[Dataset entries]
━━━━━━━━━━━━━━━━━━━━
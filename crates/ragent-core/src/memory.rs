// In-memory implementations for testing and examples
//
// MockLlmDriver replays scripted responses without network access.
// The response for a call is picked from the conversation itself (the number
// of assistant turns since the last user message), so re-running the same
// input always reaches the same script entry.
//
// EchoTool and FailingTool are minimal tools for exercising the registry
// and the loop.

use async_trait::async_trait;
use futures::stream;
use serde_json::{json, Value};
use std::sync::Arc;
use std::time::Duration;
use tokio::sync::RwLock;

use crate::error::{AgentLoopError, Result};
use crate::llm_drivers::{
    LlmCallConfig, LlmCompletionMetadata, LlmDriver, LlmMessage, LlmMessageRole,
    LlmResponseStream, LlmStreamEvent,
};
use crate::tool_types::ToolCall;
use crate::tools::{Tool, ToolOutcome};

// ============================================================================
// MockLlmResponse
// ============================================================================

/// A scripted LLM response
#[derive(Debug, Clone)]
pub struct MockLlmResponse {
    pub id: Option<String>,
    pub text: String,
    pub tool_calls: Option<Vec<ToolCall>>,
    pub failure: Option<MockFailure>,
}

/// How a scripted response fails
#[derive(Debug, Clone, PartialEq)]
pub enum MockFailure {
    /// The request itself is rejected
    Request(String),
    /// Text is streamed, then the stream reports an error
    MidStream(String),
}

impl MockLlmResponse {
    /// Create a text-only response
    pub fn text(text: impl Into<String>) -> Self {
        Self {
            id: None,
            text: text.into(),
            tool_calls: None,
            failure: None,
        }
    }

    /// Create a response with tool calls
    pub fn with_tools(text: impl Into<String>, tool_calls: Vec<ToolCall>) -> Self {
        Self {
            tool_calls: Some(tool_calls),
            ..Self::text(text)
        }
    }

    /// Create a response whose request fails
    pub fn error(message: impl Into<String>) -> Self {
        Self {
            failure: Some(MockFailure::Request(message.into())),
            ..Self::text("")
        }
    }

    /// Create a response that streams `text` and then fails
    pub fn stream_error(text: impl Into<String>, message: impl Into<String>) -> Self {
        Self {
            failure: Some(MockFailure::MidStream(message.into())),
            ..Self::text(text)
        }
    }

    /// Override the response ID
    pub fn with_id(mut self, id: impl Into<String>) -> Self {
        self.id = Some(id.into());
        self
    }
}

// ============================================================================
// MockLlmDriver
// ============================================================================

/// A recorded call to the mock driver
#[derive(Debug, Clone)]
pub struct MockLlmCall {
    pub messages: Vec<LlmMessage>,
    pub config: LlmCallConfig,
}

/// Mock LLM driver for testing
///
/// Clones share the same script and call log.
#[derive(Debug, Clone, Default)]
pub struct MockLlmDriver {
    responses: Arc<RwLock<Vec<MockLlmResponse>>>,
    call_log: Arc<RwLock<Vec<MockLlmCall>>>,
    delay: Option<Duration>,
}

impl MockLlmDriver {
    /// Create a new mock driver with no scripted responses
    pub fn new() -> Self {
        Self::default()
    }

    /// Create a mock driver with the given script
    pub fn with_responses(responses: Vec<MockLlmResponse>) -> Self {
        Self {
            responses: Arc::new(RwLock::new(responses)),
            ..Self::default()
        }
    }

    /// Sleep for `delay` before answering each call
    pub fn with_delay(mut self, delay: Duration) -> Self {
        self.delay = Some(delay);
        self
    }

    /// Add a response to the script
    pub async fn add_response(&self, response: MockLlmResponse) {
        self.responses.write().await.push(response);
    }

    /// Get the call log
    pub async fn calls(&self) -> Vec<MockLlmCall> {
        self.call_log.read().await.clone()
    }

    /// Number of calls received so far
    pub async fn call_count(&self) -> usize {
        self.call_log.read().await.len()
    }

    /// Index of the script entry answering `messages`
    fn turn_index(messages: &[LlmMessage]) -> usize {
        let since_user = messages
            .iter()
            .rposition(|m| m.role == LlmMessageRole::User)
            .map_or(messages, |i| &messages[i + 1..]);
        since_user
            .iter()
            .filter(|m| m.role == LlmMessageRole::Assistant)
            .count()
    }

    fn user_turns(messages: &[LlmMessage]) -> usize {
        messages
            .iter()
            .filter(|m| m.role == LlmMessageRole::User)
            .count()
    }
}

#[async_trait]
impl LlmDriver for MockLlmDriver {
    async fn chat_completion_stream(
        &self,
        messages: Vec<LlmMessage>,
        config: &LlmCallConfig,
    ) -> Result<LlmResponseStream> {
        let turn = Self::turn_index(&messages);
        let id = format!("mock-{}-{}", Self::user_turns(&messages), turn);

        self.call_log.write().await.push(MockLlmCall {
            messages,
            config: config.clone(),
        });

        if let Some(delay) = self.delay {
            tokio::time::sleep(delay).await;
        }

        let response = self
            .responses
            .read()
            .await
            .get(turn)
            .cloned()
            .unwrap_or_else(|| MockLlmResponse::text("Mock response (no more responses configured)"));

        if let Some(MockFailure::Request(message)) = &response.failure {
            return Err(AgentLoopError::llm(message.clone()));
        }

        let mut events = Vec::new();
        if !response.text.is_empty() {
            events.push(Ok(LlmStreamEvent::TextDelta(response.text.clone())));
        }
        if let Some(MockFailure::MidStream(message)) = response.failure {
            events.push(Ok(LlmStreamEvent::Error(message)));
            return Ok(Box::pin(stream::iter(events)));
        }
        if let Some(tool_calls) = response.tool_calls {
            events.push(Ok(LlmStreamEvent::ToolCalls(tool_calls)));
        }
        events.push(Ok(LlmStreamEvent::Done(LlmCompletionMetadata {
            id: Some(response.id.unwrap_or(id)),
            model: Some(config.model.clone()),
            finish_reason: Some("stop".to_string()),
            ..Default::default()
        })));

        Ok(Box::pin(stream::iter(events)))
    }
}

// ============================================================================
// Test tools
// ============================================================================

/// Returns its `message` argument unchanged
pub struct EchoTool;

#[async_trait]
impl Tool for EchoTool {
    fn name(&self) -> &str {
        "echo"
    }

    fn description(&self) -> &str {
        "Repeat the given message"
    }

    fn parameters_schema(&self) -> Value {
        json!({
            "type": "object",
            "properties": {"message": {"type": "string"}},
            "required": ["message"]
        })
    }

    async fn execute(&self, arguments: Value) -> ToolOutcome {
        match arguments.get("message") {
            Some(Value::String(message)) => ToolOutcome::output(message.as_str()),
            Some(other) => ToolOutcome::output(other.to_string()),
            None => ToolOutcome::output(""),
        }
    }
}

/// Fails on every call, either visibly to the model or internally
pub struct FailingTool {
    message: String,
    internal: bool,
}

impl FailingTool {
    /// Rejects calls with `message`
    pub fn rejecting(message: impl Into<String>) -> Self {
        Self {
            message: message.into(),
            internal: false,
        }
    }

    /// Fails internally with `message` (kept out of the conversation)
    pub fn crashing(message: impl Into<String>) -> Self {
        Self {
            message: message.into(),
            internal: true,
        }
    }
}

#[async_trait]
impl Tool for FailingTool {
    fn name(&self) -> &str {
        "failing_tool"
    }

    fn description(&self) -> &str {
        "Always fails"
    }

    fn parameters_schema(&self) -> Value {
        json!({"type": "object", "properties": {}})
    }

    async fn execute(&self, _arguments: Value) -> ToolOutcome {
        if self.internal {
            ToolOutcome::internal(anyhow::anyhow!(self.message.clone()))
        } else {
            ToolOutcome::rejected(self.message.clone())
        }
    }
}

#[cfg(test)]
mod tests {
    use super::*;
    use crate::config::AgentConfig;

    fn config() -> LlmCallConfig {
        LlmCallConfig::from(&AgentConfig::default())
    }

    #[tokio::test]
    async fn test_script_follows_conversation_turns() {
        let driver = MockLlmDriver::with_responses(vec![
            MockLlmResponse::with_tools("", vec![ToolCall::new("c1", "echo", json!({}))]),
            MockLlmResponse::text("final"),
        ]);

        let first = driver
            .chat_completion(vec![LlmMessage::text(LlmMessageRole::User, "hi")], &config())
            .await
            .unwrap();
        assert!(first.tool_calls.is_some());
        assert_eq!(first.id.as_deref(), Some("mock-1-0"));

        let second = driver
            .chat_completion(
                vec![
                    LlmMessage::text(LlmMessageRole::User, "hi"),
                    LlmMessage::text(LlmMessageRole::Assistant, ""),
                    LlmMessage::text(LlmMessageRole::Tool, "ok"),
                ],
                &config(),
            )
            .await
            .unwrap();
        assert_eq!(second.text, "final");
        assert_eq!(driver.call_count().await, 2);
    }

    #[tokio::test]
    async fn test_same_input_same_response() {
        let driver = MockLlmDriver::with_responses(vec![MockLlmResponse::text("a")]);
        let input = vec![LlmMessage::text(LlmMessageRole::User, "hi")];

        let a = driver.chat_completion(input.clone(), &config()).await.unwrap();
        let b = driver.chat_completion(input, &config()).await.unwrap();
        assert_eq!(a.text, b.text);
        assert_eq!(a.id, b.id);
    }

    #[tokio::test]
    async fn test_responses_added_through_a_clone() {
        let driver = MockLlmDriver::new();
        driver.clone().add_response(MockLlmResponse::text("late")).await;

        let response = driver
            .chat_completion(vec![LlmMessage::text(LlmMessageRole::User, "hi")], &config())
            .await
            .unwrap();
        assert_eq!(response.text, "late");
    }

    #[tokio::test]
    async fn test_request_error() {
        let driver = MockLlmDriver::with_responses(vec![MockLlmResponse::error("boom")]);
        let err = driver
            .chat_completion(vec![LlmMessage::text(LlmMessageRole::User, "hi")], &config())
            .await
            .unwrap_err();
        assert!(matches!(err, AgentLoopError::Llm(msg) if msg == "boom"));
    }

    #[tokio::test]
    async fn test_echo_tool() {
        let out = EchoTool.execute(json!({"message": "Hello"})).await;
        assert!(matches!(out, ToolOutcome::Output(v) if v == json!("Hello")));
    }
}
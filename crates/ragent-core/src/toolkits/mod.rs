//! Toolkits - producers of tools backed by external services
//!
//! A toolkit resolves a group of tools once, at startup, and hands them to
//! the ToolRegistry. Two toolkits are provided:
//! - `vector_search`: a retriever tool over a vector search index
//! - `functions`: catalog functions exposed as tools
//!
//! Both talk to a Databricks workspace through `workspace::DatabricksWorkspace`.

use std::sync::Arc;

use crate::error::ToolkitError;
use crate::tool_types::ToolDefinition;
use crate::tools::{Tool, ToolOutcome};

pub mod functions;
pub mod vector_search;
pub mod workspace;

pub use functions::{
    DatabricksFunctionClient, FunctionClient, FunctionInfo, FunctionParameterInfo, FunctionTool,
    FunctionToolkit,
};
pub use vector_search::{
    DatabricksVectorSearchClient, RetrievedDocument, VectorSearchClient,
    VectorSearchRetrieverTool,
};
pub use workspace::DatabricksWorkspace;

/// A named group of tools
pub trait Toolkit: Send + Sync {
    /// Display name of the toolkit
    fn name(&self) -> &str;

    /// Tools in the order they should be registered
    fn tools(&self) -> Vec<Arc<dyn Tool>>;

    /// Returns tool definitions for the model
    fn tool_definitions(&self) -> Vec<ToolDefinition> {
        self.tools().iter().map(|t| t.to_definition()).collect()
    }
}

/// Tool name for a dotted catalog name (`a.b.c` -> `a__b__c`).
///
/// Model endpoints only accept `[a-zA-Z0-9_-]` in function names.
pub fn tool_name_for(full_name: &str) -> String {
    full_name.replace('.', "__")
}

/// Map a collaborator failure to a tool result.
///
/// Remote failures and client errors describe the request and are shown to
/// the model; transport and protocol failures are internal.
pub(crate) fn toolkit_error_result(err: ToolkitError) -> ToolOutcome {
    match err {
        ToolkitError::Remote(message) => ToolOutcome::rejected(message),
        ToolkitError::Status { status, body, .. } if (400..500).contains(&status) => {
            ToolOutcome::rejected(format!("Request rejected ({status}): {body}"))
        }
        other => ToolOutcome::internal(other),
    }
}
━━━━━━━━━━━━━━━━━━━━
- [PROBLEM DESCRIPTION] Each line of the entries above that has the word "write" is to be copied.

- [ANSWER FOR THE TASK]
        self.responses.write().await.push(response);
        self.call_log.write().await.push(MockLlmCall {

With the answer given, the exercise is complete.